Most of those purchases were made with cash or cashier’s checks and the indictment said the Lightners bought their Neff Road home in Grafton Township, with $242,834 in cashier’s checks in August 2012.

Prosecutors want the Lightners to forfeit the vehicles, boat and home and more than $225,000 in cash seized as part of the investigation.

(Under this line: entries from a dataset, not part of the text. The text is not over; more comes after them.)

use super::field::{DynamicLightSnapshot, LightingField};
use bevy::prelude::*;
use smallvec::SmallVec;

/// Size of the per-draw light arrays in the shaders.
pub const MAX_SHADER_LIGHTS: usize = 16;

#[derive(Debug, Clone, Copy, PartialEq)]
pub struct ScoredLight {
    /// Index into the active light list the selection was made from.
    pub index: usize,
    pub score: f32,
}

/// Running top-K over scored lights.
///
/// K never exceeds [`MAX_SHADER_LIGHTS`], so the entries live inline and the
/// weakest slot is found by a linear rescan after each replacement.
#[derive(Debug, Clone, PartialEq)]
pub struct LightSelection {
    capacity: usize,
    entries: SmallVec<[ScoredLight; MAX_SHADER_LIGHTS]>,
    weakest: usize,
}

impl Default for LightSelection {
    fn default() -> Self {
        Self::with_capacity(4)
    }
}

impl LightSelection {
    pub fn with_capacity(capacity: usize) -> Self {
        Self {
            capacity: capacity.clamp(1, MAX_SHADER_LIGHTS),
            entries: SmallVec::new(),
            weakest: 0,
        }
    }

    pub fn capacity(&self) -> usize {
        self.capacity
    }

    pub fn len(&self) -> usize {
        self.entries.len()
    }

    pub fn is_empty(&self) -> bool {
        self.entries.is_empty()
    }

    pub fn clear(&mut self) {
        self.entries.clear();
        self.weakest = 0;
    }

    pub fn entries(&self) -> &[ScoredLight] {
        &self.entries
    }

    pub fn weakest_score(&self) -> Option<f32> {
        self.entries.get(self.weakest).map(|entry| entry.score)
    }

    /// Offers one candidate. Returns whether it was kept.
    pub fn offer(&mut self, index: usize, score: f32) -> bool {
        if !score.is_finite() || score <= 0.0 {
            return false;
        }

        let candidate = ScoredLight { index, score };
        if self.entries.len() < self.capacity {
            self.entries.push(candidate);
            let last = self.entries.len() - 1;
            if last == 0 || score < self.entries[self.weakest].score {
                self.weakest = last;
            }
            return true;
        }

        if score <= self.entries[self.weakest].score {
            return false;
        }

        self.entries[self.weakest] = candidate;
        self.rescan_weakest();
        true
    }

    /// Entries sorted strongest first.
    pub fn ranked(&self) -> SmallVec<[ScoredLight; MAX_SHADER_LIGHTS]> {
        let mut ranked = self.entries.clone();
        ranked.sort_by(|a, b| b.score.total_cmp(&a.score).then(a.index.cmp(&b.index)));
        ranked
    }

    fn rescan_weakest(&mut self) {
        self.weakest = self
            .entries
            .iter()
            .enumerate()
            .min_by(|(_, a), (_, b)| a.score.total_cmp(&b.score))
            .map(|(index, _)| index)
            .unwrap_or(0);
    }
}

/// Distance-attenuated influence of a light on a point. Zero outside the radius.
pub fn object_influence(light: &DynamicLightSnapshot, position: Vec3) -> f32 {
    let radius_squared = light.radius * light.radius;
    if radius_squared <= 0.0 {
        return 0.0;
    }
    let distance_squared = light.position.distance_squared(position);
    if distance_squared >= radius_squared {
        return 0.0;
    }
    light.intensity * (1.0 - distance_squared / radius_squared)
}

/// Position-independent score used for instanced batches.
pub fn batch_influence(light: &DynamicLightSnapshot) -> f32 {
    light.radius * light.intensity
}

pub fn select_object_lights(
    lights: &[DynamicLightSnapshot],
    position: Vec3,
    capacity: usize,
) -> LightSelection {
    let mut selection = LightSelection::with_capacity(capacity);
    for (index, light) in lights.iter().enumerate() {
        selection.offer(index, object_influence(light, position));
    }
    selection
}

pub fn select_batch_lights(lights: &[DynamicLightSnapshot], capacity: usize) -> LightSelection {
    let mut selection = LightSelection::with_capacity(capacity);
    for (index, light) in lights.iter().enumerate() {
        selection.offer(index, batch_influence(light));
    }
    selection
}

pub fn influence_zone(position: Vec3, zone_size: f32) -> IVec3 {
    let zone_size = if zone_size.is_finite() && zone_size > 0.0 {
        zone_size
    } else {
        1.0
    };
    (position / zone_size).floor().as_ivec3()
}

/// Per-object selection, rescanned only when the active light set changes or
/// the object crosses into another influence zone.
#[derive(Component, Debug, Clone, Default)]
pub struct LightSelectionCache {
    key: Option<(u64, IVec3)>,
    selection: LightSelection,
    scans: u64,
}

impl LightSelectionCache {
    /// Returns true when a rescan happened.
    pub fn refresh(
        &mut self,
        field: &LightingField,
        position: Vec3,
        capacity: usize,
        zone_size: f32,
    ) -> bool {
        let key = (field.version(), influence_zone(position, zone_size));
        if self.key == Some(key) && self.selection.capacity() == capacity.clamp(1, MAX_SHADER_LIGHTS)
        {
            return false;
        }

        self.selection = select_object_lights(field.active_lights(), position, capacity);
        self.key = Some(key);
        self.scans += 1;
        true
    }

    pub fn selection(&self) -> &LightSelection {
        &self.selection
    }

    pub fn scans(&self) -> u64 {
        self.scans
    }

    pub fn invalidate(&mut self) {
        self.key = None;
    }
}

/// Lights shared by every instancing batch, rebuilt only when the active set
/// or the batch light budget changes.
#[derive(Resource, Debug, Clone, Default)]
pub struct BatchLightCache {
    key: Option<(u64, usize)>,
    uniforms: LightUniforms,
    scans: u64,
}

impl BatchLightCache {
    /// Returns true when a rescan happened.
    pub fn refresh(&mut self, field: &LightingField, capacity: usize) -> bool {
        let key = (field.version(), capacity);
        if self.key == Some(key) {
            return false;
        }

        let selection = select_batch_lights(field.active_lights(), capacity);
        self.uniforms = LightUniforms::from_selection(field.active_lights(), &selection);
        self.key = Some(key);
        self.scans += 1;
        true
    }

    pub fn uniforms(&self) -> &LightUniforms {
        &self.uniforms
    }

    pub fn scans(&self) -> u64 {
        self.scans
    }
}

/// Ambient at the object's horizontal position plus every selected light's
/// color weighted by its current influence.
pub fn light_vector(field: &LightingField, position: Vec3, selection: &LightSelection) -> Vec3 {
    let mut light = field.ambient_at(position.x, position.y);
    for entry in selection.entries() {
        if let Some(snapshot) = field.active_lights().get(entry.index) {
            light += snapshot.color * object_influence(snapshot, position);
        }
    }
    light
}

/// Fixed-size light arrays uploaded with a draw.
#[derive(Debug, Clone, Copy, PartialEq)]
pub struct LightUniforms {
    pub position_radius: [Vec4; MAX_SHADER_LIGHTS],
    pub color_intensity: [Vec4; MAX_SHADER_LIGHTS],
    pub count: u32,
}

impl Default for LightUniforms {
    fn default() -> Self {
        Self {
            position_radius: [Vec4::ZERO; MAX_SHADER_LIGHTS],
            color_intensity: [Vec4::ZERO; MAX_SHADER_LIGHTS],
            count: 0,
        }
    }
}

impl LightUniforms {
    pub fn from_selection(lights: &[DynamicLightSnapshot], selection: &LightSelection) -> Self {
        let mut uniforms = Self::default();
        for entry in selection.ranked() {
            let Some(light) = lights.get(entry.index) else {
                continue;
            };
            let slot = uniforms.count as usize;
            if slot >= MAX_SHADER_LIGHTS {
                break;
            }
            uniforms.position_radius[slot] = light.position.extend(light.radius);
            uniforms.color_intensity[slot] = light.color.extend(light.intensity);
            uniforms.count += 1;
        }
        uniforms
    }
}

#[cfg(test)]
mod tests {
    use super::*;

    fn light(x: f32, radius: f32, intensity: f32) -> DynamicLightSnapshot {
        DynamicLightSnapshot::new(Vec3::new(x, 0.0, 0.0), Vec3::ONE, radius, intensity)
    }

    #[test]
    fn object_influence_falls_off_quadratically() {
        let light = light(0.0, 10.0, 2.0);
        assert_eq!(object_influence(&light, Vec3::ZERO), 2.0);
        assert!((object_influence(&light, Vec3::new(5.0, 0.0, 0.0)) - 1.5).abs() < 1e-5);
        assert_eq!(object_influence(&light, Vec3::new(10.0, 0.0, 0.0)), 0.0);
        assert_eq!(object_influence(&light, Vec3::new(50.0, 0.0, 0.0)), 0.0);
    }

    #[test]
    fn full_selection_replaces_only_weaker_entries() {
        let mut selection = LightSelection::with_capacity(2);
        assert!(selection.offer(0, 1.0));
        assert!(selection.offer(1, 3.0));
        assert!(!selection.offer(2, 0.5));
        assert!(selection.offer(3, 2.0));
        assert_eq!(selection.weakest_score(), Some(2.0));

        let kept: Vec<usize> = selection.ranked().iter().map(|entry| entry.index).collect();
        assert_eq!(kept, vec![1, 3]);
    }

    #[test]
    fn out_of_range_lights_are_never_selected() {
        let lights = vec![light(0.0, 5.0, 1.0), light(100.0, 5.0, 100.0)];
        let selection = select_object_lights(&lights, Vec3::ZERO, 4);
        assert_eq!(selection.len(), 1);
        assert_eq!(selection.entries()[0].index, 0);
    }

    #[test]
    fn batch_score_ignores_distance() {
        let lights = vec![light(0.0, 5.0, 1.0), light(10_000.0, 50.0, 1.0)];
        let selection = select_batch_lights(&lights, 1);
        assert_eq!(selection.entries()[0].index, 1);
    }

    #[test]
    fn capacity_is_bounded_by_shader_arrays() {
        assert_eq!(LightSelection::with_capacity(64).capacity(), MAX_SHADER_LIGHTS);
        assert_eq!(LightSelection::with_capacity(0).capacity(), 1);
    }

    #[test]
    fn cache_rescans_on_zone_change_only() {
        let mut field = LightingField::default();
        field.set_active_lights(vec![light(0.0, 500.0, 1.0)]);
        let mut cache = LightSelectionCache::default();

        assert!(cache.refresh(&field, Vec3::new(10.0, 10.0, 0.0), 4, 100.0));
        assert!(!cache.refresh(&field, Vec3::new(90.0, 10.0, 0.0), 4, 100.0));
        assert!(cache.refresh(&field, Vec3::new(110.0, 10.0, 0.0), 4, 100.0));
        assert_eq!(cache.scans(), 2);
    }

    #[test]
    fn batch_cache_rescans_on_new_light_sets_only() {
        let mut field = LightingField::default();
        field.set_active_lights(vec![light(0.0, 100.0, 1.0), light(900.0, 400.0, 1.0)]);
        let mut cache = BatchLightCache::default();

        assert!(cache.refresh(&field, 1));
        assert!(!cache.refresh(&field, 1));
        assert_eq!(cache.uniforms().count, 1);
        assert_eq!(cache.uniforms().position_radius[0].w, 400.0);

        assert!(cache.refresh(&field, 2));
        assert_eq!(cache.uniforms().count, 2);

        field.set_active_lights(Vec::new());
        assert!(cache.refresh(&field, 2));
        assert_eq!(cache.uniforms().count, 0);
        assert_eq!(cache.scans(), 3);
    }

    #[test]
    fn uniforms_pack_strongest_first() {
        let lights = vec![light(0.0, 10.0, 1.0), light(1.0, 10.0, 4.0)];
        let selection = select_object_lights(&lights, Vec3::ZERO, 4);
        let uniforms = LightUniforms::from_selection(&lights, &selection);
        assert_eq!(uniforms.count, 2);
        assert_eq!(uniforms.color_intensity[0].w, 4.0);
        assert_eq!(uniforms.position_radius[1], Vec4::new(0.0, 0.0, 0.0, 10.0));
    }

    #[test]
    fn light_vector_adds_ambient_and_influences() {
        let mut field = LightingField::default();
        field.set_active_lights(vec![DynamicLightSnapshot::new(
            Vec3::ZERO,
            Vec3::new(1.0, 0.0, 0.0),
            10.0,
            1.0,
        )]);
        let selection = select_object_lights(field.active_lights(), Vec3::ZERO, 4);
        let vector = light_vector(&field, Vec3::ZERO, &selection);
        assert!((vector - Vec3::new(1.5, 0.5, 0.5)).length() < 1e-5);
    }
}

Contact Loren Genson at (330) 721-4063 or lgenson@medina-gazette.com.

  • tickmeoff

    Once again we follow here in Ohio, We never lead! We came late to the party with the Lottery,
    and then the Casinos. Just legalize the Marijuana and roll back the sales tax.
    The powers that be will be taken care of, their salaries and pensions kept intact
    to go after the truly harmful drugs, such as Cocaine, Meth and Heroin. Prohibition
    is nothing more than a jobs program and for the people who still believe that
    the drug war is effective; the bureaucracy will still be there. That false
    security will still be there for those who believe that the drug war is
    effective. Face it, if the drug war was
    a business, the bloated ineffective bureaucracy would have been long gone. When you hear drug war, I think behind the
    times thinking, and banging your head against a wall, thinking next time you
    will get a different result.

    • jz

      This stuff would not exist if marihuana were legalized decades ago. Who would drink lousy moonshine since you can purchase Crown royal that is regulated, taxed and inspected. How can we even open for discussion ending the failed drug war and putting all drugs in the hands of the medical community, where they would be inspected and regulated also, if we can,t even legalize marihuana? This has nothing to do with encouraging the use of heroin, crack, etc. it just has to do with a more sensible policy aimed at overall harm reduction, not just for addicts but for everyone. There is no perfect world but these cowardly politicians and bullheaded bureucrats will continue until more citizens speak out like yourself tickmeoff.

    • Dru Sexton

      In regards to the sales tax hike: Call me crazy, or maybe this was just a one time thing. Anyhow I recently received a gift from my wife from Best Buy. I already had the item, so I decided to exchange it for an item of equal value (Or so I thought). Upon my exchange the clerk said to me you have .15 cents change coming back. She said somehow the sales tax you paid online was more than we charge in store. So that was the reason for my credit balance. Either there was miscommunication, I am not understanding the internet sales tax,or We the People are getting robbed…

  • mixermack

    who are we at war with? ourselves?